Abstract Several 2- and 3-(phenylazo)pyridine derivatives were prepared. Most of their trans isomers have a large absorption band (∼2 × 104 M−1 cm−1 (1 M = 1 mol dm−3)) around 320 nm and a small absorption band (∼400 M−1 cm−1) around 450 nm. All of these compounds photoisomerize upon irradiation of the shorter (trans-to-cis) and longer (cis-to-trans) wavelength absorption bands. trans Isomers of 3-(phenylazo)pyridines axially coordinate more strongly to Zn–porphyrins than cis isomers, while the opposite is the case for 2-(phenylazo)pyridines, due to steric reasons.

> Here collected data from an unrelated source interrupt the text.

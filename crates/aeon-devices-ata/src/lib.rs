//! ATA/ATAPI-4 channel emulation for the Aeon console.
//!
//! The console exposes two fixed IDE channels, each hosting up to two devices
//! that share one register file. This crate models the guest-visible protocol:
//! the register file and its decoded status bits, the per-opcode command state
//! machines, DMA transfer orchestration, and interrupt signaling. Media
//! backends plug in behind [`drvs::AtaDeviceDriver`].
//!
//! Reference: ATA/ATAPI-4 (T13 d1153r18). Comments citing section numbers in
//! brackets refer to that document.

#![forbid(unsafe_code)]

pub mod atapi;
pub mod channel;
pub mod cmds;
pub mod device;
pub mod drvs;
pub mod irq;
pub mod regs;

pub use channel::{AtaChannel, ChannelId, DmaTransfer};
pub use device::AtaDevice;
pub use irq::{InterruptHook, IrqLine};
pub use regs::{AccessError, AtaRegisters, Register};
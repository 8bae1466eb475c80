//! READ DMA (C8h) [8.26].

use aeon_storage::SECTOR_SIZE;

use crate::cmds::{AtaCommand, CmdEnv, DataBuffer, DmaTransfer};
use crate::regs::ErrorBits;

/// Streams sectors from the device driver into host-sized DMA chunks. One
/// sector is staged at a time so chunk boundaries need not align with sector
/// boundaries.
pub struct ReadDma {
    lba: u64,
    remaining_sectors: u32,
    stage: DataBuffer,
    finished: bool,
}

impl ReadDma {
    pub fn new() -> Self {
        Self {
            lba: 0,
            remaining_sectors: 0,
            stage: DataBuffer::default(),
            finished: false,
        }
    }
}

impl Default for ReadDma {
    fn default() -> Self {
        Self::new()
    }
}

impl AtaCommand for ReadDma {
    fn begin(&mut self, env: &mut CmdEnv<'_>) {
        if env.device.is_packet_device() {
            env.abort(ErrorBits::ABRT);
            self.finished = true;
            return;
        }
        let lba = env.regs.lba28();
        let count = env.regs.sector_count28();
        // LBA only; CHS addressing is refused rather than translated. Range
        // check up front: a transfer that would run off the end fails before
        // any data moves [8.26.4].
        if !env.regs.uses_lba() || lba + u64::from(count) > env.device.sector_count() {
            env.abort(ErrorBits::ABRT | ErrorBits::IDNF);
            self.finished = true;
            return;
        }
        self.lba = lba;
        self.remaining_sectors = count;
        // DMARQ phase: the host engine now pulls data via read_dma calls.
        env.regs.set_status(crate::regs::Status::DRQ, crate::regs::Status::BSY);
    }

    fn read_dma(&mut self, env: &mut CmdEnv<'_>, out: &mut [u8]) -> DmaTransfer {
        if self.finished {
            return DmaTransfer::Error;
        }
        let mut produced = 0;
        while produced < out.len() {
            if self.stage.is_exhausted() {
                if self.remaining_sectors == 0 {
                    break;
                }
                let mut sector = vec![0u8; SECTOR_SIZE];
                if !env.device.driver_mut().read_sectors(self.lba, &mut sector) {
                    env.abort(ErrorBits::ABRT);
                    self.finished = true;
                    return DmaTransfer::Error;
                }
                self.stage = DataBuffer::from_vec(sector);
                self.lba += 1;
                self.remaining_sectors -= 1;
            }
            produced += self.stage.read(&mut out[produced..]);
        }
        if self.remaining_sectors == 0 && self.stage.is_exhausted() {
            self.finished = true;
            env.complete();
            DmaTransfer::End
        } else {
            DmaTransfer::Ok
        }
    }

    fn is_finished(&self) -> bool {
        self.finished
    }
}
//! IDENTIFY PACKET DEVICE (A1h) [8.13].

use crate::cmds::{AtaCommand, CmdEnv, DataBuffer};
use crate::regs::ErrorBits;

pub struct IdentifyPacketDevice {
    data: DataBuffer,
    finished: bool,
}

impl IdentifyPacketDevice {
    pub fn new() -> Self {
        Self {
            data: DataBuffer::default(),
            finished: false,
        }
    }
}

impl Default for IdentifyPacketDevice {
    fn default() -> Self {
        Self::new()
    }
}

impl AtaCommand for IdentifyPacketDevice {
    fn begin(&mut self, env: &mut CmdEnv<'_>) {
        if !env.device.is_packet_device() {
            env.abort(ErrorBits::ABRT);
            self.finished = true;
            return;
        }
        self.data = DataBuffer::from_vec(env.device.identify().to_vec());
        env.data_ready();
    }

    fn read_data(&mut self, env: &mut CmdEnv<'_>, out: &mut [u8]) {
        self.data.read(out);
        if self.data.is_exhausted() {
            env.end_data_phase();
            self.finished = true;
        }
    }

    fn is_finished(&self) -> bool {
        self.finished
    }
}
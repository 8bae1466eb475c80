//! Port decode and machine assembly.

use std::sync::Arc;

use aeon_devices_ata::drvs::{ImageDvdDrive, ImageHardDrive, NoMediaDvdDrive};
use aeon_devices_ata::{AtaChannel, ChannelId};
use aeon_storage::{DiskError, VirtualDisk};
use thiserror::Error;

use crate::cpu::{build_core, CpuCore, CpuHalt};
use crate::irq::IrqRouter;

pub const PRIMARY_COMMAND_BASE: u16 = 0x1F0;
pub const PRIMARY_CONTROL_PORT: u16 = 0x3F6;
pub const SECONDARY_COMMAND_BASE: u16 = 0x170;
pub const SECONDARY_CONTROL_PORT: u16 = 0x376;

pub const PRIMARY_IRQ: u8 = 14;
pub const SECONDARY_IRQ: u8 = 15;

/// Device slots on the primary channel.
const SLOT_HDD: usize = 0;
const SLOT_DVD: usize = 1;

#[derive(Debug, Clone, Copy, PartialEq, Eq)]
pub enum ConsoleModel {
    Retail,
    Debug,
}

#[derive(Debug, Error)]
pub enum MachineError {
    #[error("no CPU core named {0:?} is available")]
    UnknownCpuCore(String),
    #[error("no CPU cores are available in this build")]
    NoCpuCore,
    #[error(transparent)]
    Disk(#[from] DiskError),
}

pub struct Machine {
    model: ConsoleModel,
    cpu: Box<dyn CpuCore>,
    router: Arc<IrqRouter>,
    primary: AtaChannel,
    secondary: AtaChannel,
}

impl Machine {
    /// Assemble a machine with empty device slots. The DVD slot starts with
    /// a media-less drive: the console always has the drive, not the disc.
    pub fn new(model: ConsoleModel, cpu_core: Option<&str>) -> Result<Self, MachineError> {
        let cpu = match build_core(cpu_core) {
            Some(cpu) => cpu,
            None => {
                return Err(match cpu_core {
                    Some(name) => MachineError::UnknownCpuCore(name.to_owned()),
                    None => MachineError::NoCpuCore,
                })
            }
        };
        let router = Arc::new(IrqRouter::new());
        let primary = AtaChannel::new(ChannelId::Primary, PRIMARY_IRQ, router.clone());
        let secondary = AtaChannel::new(ChannelId::Secondary, SECONDARY_IRQ, router.clone());
        primary.attach(SLOT_DVD, Box::new(NoMediaDvdDrive::new()));
        Ok(Self {
            model,
            cpu,
            router,
            primary,
            secondary,
        })
    }

    pub fn model(&self) -> ConsoleModel {
        self.model
    }

    pub fn cpu_name(&self) -> &'static str {
        self.cpu.name()
    }

    pub fn irq_router(&self) -> &Arc<IrqRouter> {
        &self.router
    }

    pub fn primary_channel(&self) -> &AtaChannel {
        &self.primary
    }

    pub fn secondary_channel(&self) -> &AtaChannel {
        &self.secondary
    }

    pub fn attach_hard_drive(&self, disk: Box<dyn VirtualDisk>) {
        self.primary
            .attach(SLOT_HDD, Box::new(ImageHardDrive::new(disk)));
    }

    pub fn attach_dvd_image(&self, media: Box<dyn VirtualDisk>) -> Result<(), MachineError> {
        let drive = ImageDvdDrive::new(media)?;
        self.primary.attach(SLOT_DVD, Box::new(drive));
        Ok(())
    }

    /// Eject: put the media-less drive back in the slot.
    pub fn eject_dvd(&self) {
        self.primary.attach(SLOT_DVD, Box::new(NoMediaDvdDrive::new()));
    }

    pub fn run(&mut self) -> Result<(), CpuHalt> {
        self.cpu.run()
    }

    /// Guest port read. Unmapped ports and refused accesses read as open
    /// bus, matching what absent hardware does.
    pub fn io_read(&self, port: u16, size: u8) -> u32 {
        let result = match port {
            PRIMARY_COMMAND_BASE..=0x1F7 => self
                .primary
                .read_command_port(port - PRIMARY_COMMAND_BASE, size),
            PRIMARY_CONTROL_PORT => self.primary.read_control_port(size),
            SECONDARY_COMMAND_BASE..=0x177 => self
                .secondary
                .read_command_port(port - SECONDARY_COMMAND_BASE, size),
            SECONDARY_CONTROL_PORT => self.secondary.read_control_port(size),
            _ => return open_bus(size),
        };
        result.unwrap_or_else(|_| open_bus(size))
    }

    /// Guest port write. Unmapped ports and refused accesses are dropped.
    pub fn io_write(&self, port: u16, size: u8, value: u32) {
        let _ = match port {
            PRIMARY_COMMAND_BASE..=0x1F7 => {
                self.primary
                    .write_command_port(port - PRIMARY_COMMAND_BASE, size, value)
            }
            PRIMARY_CONTROL_PORT => self.primary.write_control_port(size, value),
            SECONDARY_COMMAND_BASE..=0x177 => {
                self.secondary
                    .write_command_port(port - SECONDARY_COMMAND_BASE, size, value)
            }
            SECONDARY_CONTROL_PORT => self.secondary.write_control_port(size, value),
            _ => Ok(()),
        };
    }
}

fn open_bus(size: u8) -> u32 {
    match size {
        1 => 0xFF,
        2 => 0xFFFF,
        _ => 0xFFFF_FFFF,
    }
}

#[cfg(test)]
mod tests {
    use super::*;
    use aeon_storage::{MemDisk, SECTOR_SIZE};

    fn machine_with_disk(sectors: usize) -> Machine {
        let machine = Machine::new(ConsoleModel::Retail, None).unwrap();
        let disk = MemDisk::from_bytes(vec![0u8; sectors * SECTOR_SIZE]);
        machine.attach_hard_drive(Box::new(disk));
        machine
    }

    #[test]
    fn unknown_cpu_core_fails_assembly() {
        assert!(matches!(
            Machine::new(ConsoleModel::Debug, Some("turbo")),
            Err(MachineError::UnknownCpuCore(_))
        ));
    }

    #[test]
    fn primary_ports_reach_the_hard_drive() {
        let machine = machine_with_disk(4);
        // IDENTIFY DEVICE through the legacy ports.
        machine.io_write(0x1F7, 1, 0xEC);
        let status = machine.io_read(0x1F7, 1) as u8;
        assert_ne!(status & 0x08, 0); // DRQ
        assert!(!machine.irq_router().level(PRIMARY_IRQ)); // acknowledged by the read
    }

    #[test]
    fn interrupts_route_to_irq14() {
        let machine = machine_with_disk(4);
        machine.io_write(0x1F7, 1, 0x55); // unsupported opcode
        assert!(machine.irq_router().level(PRIMARY_IRQ));
        machine.io_read(0x1F7, 1);
        assert!(!machine.irq_router().level(PRIMARY_IRQ));
    }

    #[test]
    fn secondary_channel_is_empty_and_floats() {
        let machine = machine_with_disk(4);
        assert_eq!(machine.io_read(0x177, 1), 0xFF);
        assert_eq!(machine.io_read(0x376, 1), 0xFF);
    }

    #[test]
    fn unmapped_ports_read_open_bus() {
        let machine = machine_with_disk(4);
        assert_eq!(machine.io_read(0x80, 1), 0xFF);
        assert_eq!(machine.io_read(0x80, 4), 0xFFFF_FFFF);
        machine.io_write(0x80, 1, 0x12); // dropped
    }

    #[test]
    fn dvd_slot_swaps_between_media_and_empty() {
        let machine = machine_with_disk(4);
        let image = MemDisk::from_bytes(vec![0u8; 2048 * 2]);
        machine.attach_dvd_image(Box::new(image)).unwrap();

        // Select the slave and check the ATAPI identify class word.
        machine.io_write(0x1F6, 1, 0x10);
        machine.io_write(0x1F7, 1, 0xA1);
        let word0 = machine.io_read(0x1F0, 2) as u16;
        assert_eq!(word0 & 0xC000, 0x8000);

        machine.eject_dvd();
        machine.io_write(0x1F7, 1, 0xA1);
        let word0 = machine.io_read(0x1F0, 2) as u16;
        assert_eq!(word0 & 0xC000, 0x8000);
    }
}
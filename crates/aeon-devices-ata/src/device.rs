//! One device slot on a channel.

use crate::drvs::{AbsentDriver, AtaDeviceDriver, IDENTIFY_DATA_LEN};

/// A device position (master or slave) and the driver strategy currently
/// plugged into it. The slot itself is permanent; the driver can be swapped
/// at runtime, which is how media changes and hot-attach are modeled.
pub struct AtaDevice {
    driver: Box<dyn AtaDeviceDriver>,
}

impl AtaDevice {
    pub fn new(driver: Box<dyn AtaDeviceDriver>) -> Self {
        Self { driver }
    }

    /// An empty slot: reads float, every command is refused.
    pub fn absent() -> Self {
        Self {
            driver: Box::new(AbsentDriver),
        }
    }

    /// Replace the driver without disturbing the channel wiring.
    pub fn set_driver(&mut self, driver: Box<dyn AtaDeviceDriver>) {
        self.driver = driver;
    }

    pub fn driver_mut(&mut self) -> &mut dyn AtaDeviceDriver {
        &mut *self.driver
    }

    pub fn is_attached(&self) -> bool {
        self.driver.is_attached()
    }

    pub fn is_packet_device(&self) -> bool {
        self.driver.is_packet_device()
    }

    pub fn identify(&self) -> [u8; IDENTIFY_DATA_LEN] {
        let mut data = [0u8; IDENTIFY_DATA_LEN];
        self.driver.identify(&mut data);
        data
    }

    pub fn sector_count(&self) -> u64 {
        self.driver.sector_count()
    }
}
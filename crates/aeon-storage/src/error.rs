use thiserror::Error;

pub type Result<T> = std::result::Result<T, DiskError>;

/// Unified error type for Aeon disk/storage operations.
#[derive(Debug, Error)]
pub enum DiskError {
    #[error("unaligned buffer length {len} (expected multiple of {alignment})")]
    UnalignedLength { len: usize, alignment: usize },

    #[error("out of bounds: offset={offset} len={len} capacity={capacity}")]
    OutOfBounds {
        offset: u64,
        len: usize,
        capacity: u64,
    },

    #[error("integer overflow while computing byte offsets")]
    OffsetOverflow,

    #[error("disk is read-only")]
    ReadOnly,

    #[error("invalid disk image: {0}")]
    InvalidImage(&'static str),

    #[error("io error: {0}")]
    Io(#[from] std::io::Error),
}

These phenylazopyridines quench the fluorescence of Zn–porphyrin upon coordination. These properties were exploited for the light-triggered fluorescence modulation of Zn–porphyrins. Light was irradiated to a mixed solution of phenylazopyridine and Zn–porphyrin to induce photoisomerization of the phenylazopyridine, which underwent association with, or dissociation from, the Zn–porphyrin, resulting in a decrease or increase of Zn–porphyrin fluorescence. For example, the fluorescence intensity of Zn–tetraphenylporphyrin reversibly changed by up to 50%, when 4-methoxy-2-(phenylazo)pyridine was employed.